British businessman and politician

William Keppel Barrington, 6th Viscount Barrington (6 October 1793 – 9 February 1867), styled The Honourable from 1814 until 1829, was a British businessman and politician.

==Early life==
Born in London on 6 October 1793, Barrington was the eldest son of fifteen children born to the Reverend George Barrington, 5th Viscount Barrington, by his wife Elizabeth, second daughter of Robert Adair and Lady Caroline Keppel (the second daughter of Willem van Keppel, 2nd Earl of Albemarle), a descendant of Charles Lennox, 1st Duke of Richmond.

Like his father, he was educated at Westminster School and Christ Church, Oxford, where he graduated with a Bachelor of Arts in 1814.

==Career==
Barrington succeeded in the viscountcy on the death of his father in 1829. However, as this was a title in the Peerage of Ireland, it did not entitle him to a seat in the House of Lords.
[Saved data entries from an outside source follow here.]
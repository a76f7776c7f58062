// labdesk: lab resource provisioning and maintenance request workflow service
use actix_web::{
    middleware::{Logger, DefaultHeaders, Compress},
    web, App, HttpServer,
};
use actix_web_httpauth::middleware::HttpAuthentication;
use actix_web::http::header;
use actix_cors::Cors;
use rand::{distributions::Alphanumeric, thread_rng, Rng};
use anyhow::Context;
use sqlx::SqlitePool;
use std::env;
use std::sync::Arc;
use tracing_subscriber::{layer::SubscriberExt, util::SubscriberInitExt};

// Module declarations
mod auth;
mod audit;
mod config;
mod db;
mod error;
mod handlers;
mod models;
mod monitoring;
pub mod validator;
pub mod repositories;
mod lab_handlers;
mod equipment_handlers;
mod request_handlers;
mod notification_handlers;
mod deadstock_handlers;
mod staff_handlers;

use config::{load_config, Config};
use auth::{AuthService, StaffRole, jwt_middleware};
use error::ApiError;
use models::NewStaffAccount;
use monitoring::{Metrics, RequestLogger, start_maintenance_tasks};
use repositories::{
    DeadstockLedger, EquipmentRegistry, LabProvisioner, NotificationDispatcher, RequestWorkflow,
    RoleRepository, StaffRepository,
};

/// Shared state handed to every handler. Components hold clones of the one
/// pool opened at start-up.
pub struct AppState {
    pub db_pool: SqlitePool,
    pub config: Config,
    pub labs: LabProvisioner,
    pub equipment: EquipmentRegistry,
    pub workflow: RequestWorkflow,
    pub notifications: NotificationDispatcher,
    pub deadstock: DeadstockLedger,
}

impl AppState {
    pub fn new(pool: SqlitePool, config: Config) -> Self {
        Self {
            labs: LabProvisioner::new(pool.clone()),
            equipment: EquipmentRegistry::new(pool.clone()),
            workflow: RequestWorkflow::new(pool.clone()),
            notifications: NotificationDispatcher::new(pool.clone()),
            deadstock: DeadstockLedger::new(pool.clone()),
            db_pool: pool,
            config,
        }
    }

    pub fn staff_repository(&self, role: StaffRole) -> RoleRepository {
        RoleRepository::new(self.db_pool.clone(), role, self.config.auth.bcrypt_cost)
    }
}

// ==================== ROUTES ====================

/// Routes mounted under `/api/v1`, behind bearer authentication
pub fn configure_api(cfg: &mut web::ServiceConfig) {
    cfg
        // Lab aggregates
        .service(
            web::scope("/labs")
                .route("", web::get().to(lab_handlers::get_all_labs))
                .route("", web::post().to(lab_handlers::create_lab))
                .route("/equipment/{lab_id}", web::get().to(lab_handlers::get_lab_equipment))
                .route("/{id}", web::get().to(lab_handlers::get_lab))
                .route("/{id}", web::put().to(lab_handlers::update_lab))
                .route("/{id}", web::delete().to(lab_handlers::delete_lab))
        )

        // Equipment registry
        .service(
            web::scope("/equipment")
                .route("/by-staff/{staff_id}", web::get().to(equipment_handlers::list_by_staff))
                .route("/{staff_id}/{equipment_id}", web::get().to(equipment_handlers::get_equipment))
                .route("/{staff_id}/{equipment_id}", web::put().to(equipment_handlers::update_equipment))
                .route("/{staff_id}/{equipment_id}", web::delete().to(equipment_handlers::delete_equipment))
        )

        // Requests and approvals
        .route("/admin/notifications", web::get().to(request_handlers::admin_requests))
        .service(
            web::scope("/requests")
                .route("", web::post().to(request_handlers::create_request))
                .route("/{id}", web::get().to(request_handlers::get_request))
                .route("/{id}/steps", web::put().to(request_handlers::advance_request))
                .route("/{id}/approval", web::put().to(request_handlers::set_approval))
        )

        // Notifications
        .service(
            web::scope("/notifications")
                .route("/{id}/read", web::put().to(notification_handlers::mark_read))
                .route("/{id}", web::delete().to(notification_handlers::delete_notification))
                .route("/{role}/{staff_id}", web::get().to(notification_handlers::get_inbox))
        )

        // Dead stock
        .service(
            web::scope("/deadstock")
                .route("", web::get().to(deadstock_handlers::get_deadstock))
                .route("", web::post().to(deadstock_handlers::add_deadstock_item))
                .route("/{deadstock_id}/status", web::put().to(deadstock_handlers::set_deadstock_status))
        )

        // Staff accounts
        .route("/staff/{role}", web::post().to(staff_handlers::register_staff));
}

/// JSON extractor settings; malformed bodies use the regular error envelope
pub fn json_config(limit: usize) -> web::JsonConfig {
    web::JsonConfig::default()
        .limit(limit)
        .error_handler(|err, _req| ApiError::BadRequest(err.to_string()).into())
}

// ==================== MAIN ====================

#[actix_web::main]
async fn main() -> anyhow::Result<()> {
    // Load configuration (this calls load_env_file internally)
    let config = load_config()?;

    setup_logging(&config)?;
    config.print_startup_info();

    if config.is_production() {
        validate_production_config(&config)?;
    }

    let pool = db::create_pool(&config.database)
        .await
        .context("Failed to open database")?;
    db::run_migrations(&pool).await.context("Failed to run migrations")?;

    let auth_service = Arc::new(AuthService::new(&config.auth.jwt_secret));
    let app_state = Arc::new(AppState::new(pool.clone(), config.clone()));

    create_default_admin_if_needed(&app_state).await?;

    start_maintenance_tasks(pool.clone(), config.logging.audit_retention_days).await;

    let bind_address = format!("{}:{}", config.server.host, config.server.port);
    log::info!("Starting server at http://{}", bind_address);

    let metrics_arc = Arc::new(Metrics::new());
    let metrics = web::Data::from(metrics_arc.clone());
    let server_config = config.clone();

    let mut server = HttpServer::new(move || {
        let cors = setup_cors(&server_config.security.allowed_origins);
        let auth_middleware = HttpAuthentication::bearer(jwt_middleware);
        let security_headers = setup_security_headers(&server_config.security);

        App::new()
            .wrap(cors)
            .wrap(security_headers)
            .wrap(Logger::default())
            .wrap(Compress::default())
            .wrap(RequestLogger::new(metrics_arc.clone()))
            .app_data(web::Data::new(app_state.clone()))
            .app_data(web::Data::new(auth_service.clone()))
            .app_data(metrics.clone())
            .app_data(json_config(server_config.security.max_request_size))

            // Health check and metrics (no auth)
            .service(
                web::scope("/health")
                    .route("", web::get().to(monitoring::health_check))
                    .route("/ready", web::get().to(monitoring::readiness_check))
                    .route("/metrics", web::get().to(monitoring::metrics_endpoint))
            )

            // Protected API endpoints
            .service(
                web::scope("/api/v1")
                    .wrap(auth_middleware)
                    .configure(configure_api)
            )
    })
        .keep_alive(std::time::Duration::from_secs(config.server.keep_alive))
        .client_request_timeout(std::time::Duration::from_secs(config.server.client_timeout));

    if let Some(workers) = config.server.workers {
        server = server.workers(workers);
    }

    server
        .bind(&bind_address)?
        .run()
        .await
        .context("Server failed to run")?;

    log::info!("Server stopped, closing database pool");
    pool.close().await;

    Ok(())
}

// ==================== HELPER FUNCTIONS ====================

pub fn setup_cors(allowed_origins: &[String]) -> Cors {
    let mut cors = Cors::default()
        .allowed_methods(vec!["GET", "POST", "PUT", "DELETE", "OPTIONS"])
        .allowed_headers(vec![
            header::AUTHORIZATION,
            header::CONTENT_TYPE,
            header::ACCEPT,
        ])
        .expose_headers(vec![header::CONTENT_LENGTH])
        .max_age(3600);

    if allowed_origins.iter().any(|o| o == "*") {
        log::warn!("⚠️  Using wildcard CORS (*) in development mode");
        cors = cors.allow_any_origin();
    } else {
        for origin in allowed_origins.iter().filter(|o| !o.is_empty()) {
            cors = cors.allowed_origin(origin);
        }
    }

    cors
}

fn setup_logging(config: &Config) -> anyhow::Result<()> {
    let filter = tracing_subscriber::EnvFilter::try_from_default_env()
        .unwrap_or_else(|_| {
            let level = config.logging.level.as_str();
            tracing_subscriber::EnvFilter::new(level)
        });

    tracing_subscriber::registry()
        .with(filter)
        .with(tracing_subscriber::fmt::layer())
        .try_init()
        .context("Failed to initialise logging")?;

    Ok(())
}

fn validate_production_config(config: &Config) -> anyhow::Result<()> {
    if config.auth.jwt_secret == Config::default().auth.jwt_secret {
        anyhow::bail!("Insecure JWT secret in production! Set JWT_SECRET.");
    }

    if config.security.allowed_origins.iter().any(|o| o == "*") {
        anyhow::bail!("Wildcard CORS origins not allowed in production!");
    }

    Ok(())
}

fn setup_security_headers(config: &config::SecurityConfig) -> DefaultHeaders {
    let mut headers = DefaultHeaders::new()
        .add(("X-Content-Type-Options", "nosniff"))
        .add(("X-Frame-Options", "DENY"))
        .add(("Referrer-Policy", "strict-origin-when-cross-origin"));

    if config.require_https {
        headers = headers.add((
            "Strict-Transport-Security",
            "max-age=31536000; includeSubDomains; preload"
        ));
    }

    headers
}

fn generate_admin_password() -> String {
    let mut rng = thread_rng();
    let base: String = (&mut rng)
        .sample_iter(&Alphanumeric)
        .take(14)
        .map(char::from)
        .collect();
    // Guarantee at least one digit and one symbol whatever the sample was
    format!("{}{}!", base, rng.gen_range(0..10))
}

async fn create_default_admin_if_needed(app_state: &AppState) -> anyhow::Result<()> {
    let admins = app_state.staff_repository(StaffRole::Admin);

    let count = admins
        .count()
        .await
        .map_err(|e| anyhow::anyhow!("Failed to count admins: {}", e))?;
    if count > 0 {
        return Ok(());
    }

    let email = env::var("DEFAULT_ADMIN_EMAIL").unwrap_or_else(|_| "admin@labdesk.local".to_string());
    let (password, generated) = match env::var("DEFAULT_ADMIN_PASSWORD") {
        Ok(p) => (p, false),
        Err(_) => (generate_admin_password(), true),
    };

    let admin = admins
        .create(NewStaffAccount {
            name: "Administrator".to_string(),
            email,
            phone: None,
            password: password.clone(),
        })
        .await
        .map_err(|e| anyhow::anyhow!("Failed to create default admin: {}", e))?;

    log::warn!("Default admin account created:");
    log::warn!("  Email: {}", admin.email);
    if generated {
        log::warn!("  Password: {} (generated - CHANGE IMMEDIATELY!)", password);
    }

    Ok(())
}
In 1837 he was instead elected to the House of Commons as one of three representatives for Berkshire, a seat he held until 1857. He was also Chairman of the Great Western Railway between 1856 and 1857.

==Personal life==
On 21 April 1823, Lord Barrington married the Hon. Jane Elizabeth Liddell (1804–1883), fourth daughter of Thomas Liddell, 1st Baron Ravensworth and the former Maria Susannah Simpson (daughter and co-heiress of John Simpson of Bradley Hall and Lady Anne Lyon, the second daughter of Thomas Lyon, 8th Earl of Strathmore and Kinghorne). His wife served as a Lady of the Bedchamber to the Dowager Queen Adelaide. They lived at Beckett Hall, Shrivenham, Berkshire which he had built in 1830–1831.

They were the parents of five sons and five daughters:
- George William Barrington, 7th Viscount Barrington (1824–1886), who married Isabel Elizabeth Morritt, daughter and heiress of John Morritt of Rokeby Park.
- Percy Barrington, 8th Viscount Barrington (1825–1901), who married Louisa Higgins, daughter of Tully Higgins.
- Hon. Charlotte Maria Barrington (c. 1826–1854), who married her third cousin Thomas Lyon-Bowes, 12th Earl of Strathmore and Kinghorne, in 1850.
- Hon. Mary Frances Barrington (d. 1913), who married Alfred Urban Sartoris of Abbotswood House in Lower Swell, in 1856.
- Hon. Caroline Susan Augusta Barrington (1834–1915), who married James Agar, 3rd Earl of Normanton in 1856.
- Hon. Augusta Anne Barrington (1836–1915), who married the Rt. Hon. and Most Rev. William Dalrymple Maclagan, Archbishop of York, in 1878.
- Hon. Sir William Augustus Curzon Barrington (1842–1922), a diplomat.
- Hon. Sir Bernard Eric Edward Barrington (1847–1918), a civil servant who married Christina Graham, daughter of William Graham.
- Hon. Adelaide Barrington (d. 1862), who married, as his first wife, Charles Balfour, second son of James Balfour and Lady Eleanor Maitland (a daughter of James Maitland, 8th Earl of Lauderdale) in 1860.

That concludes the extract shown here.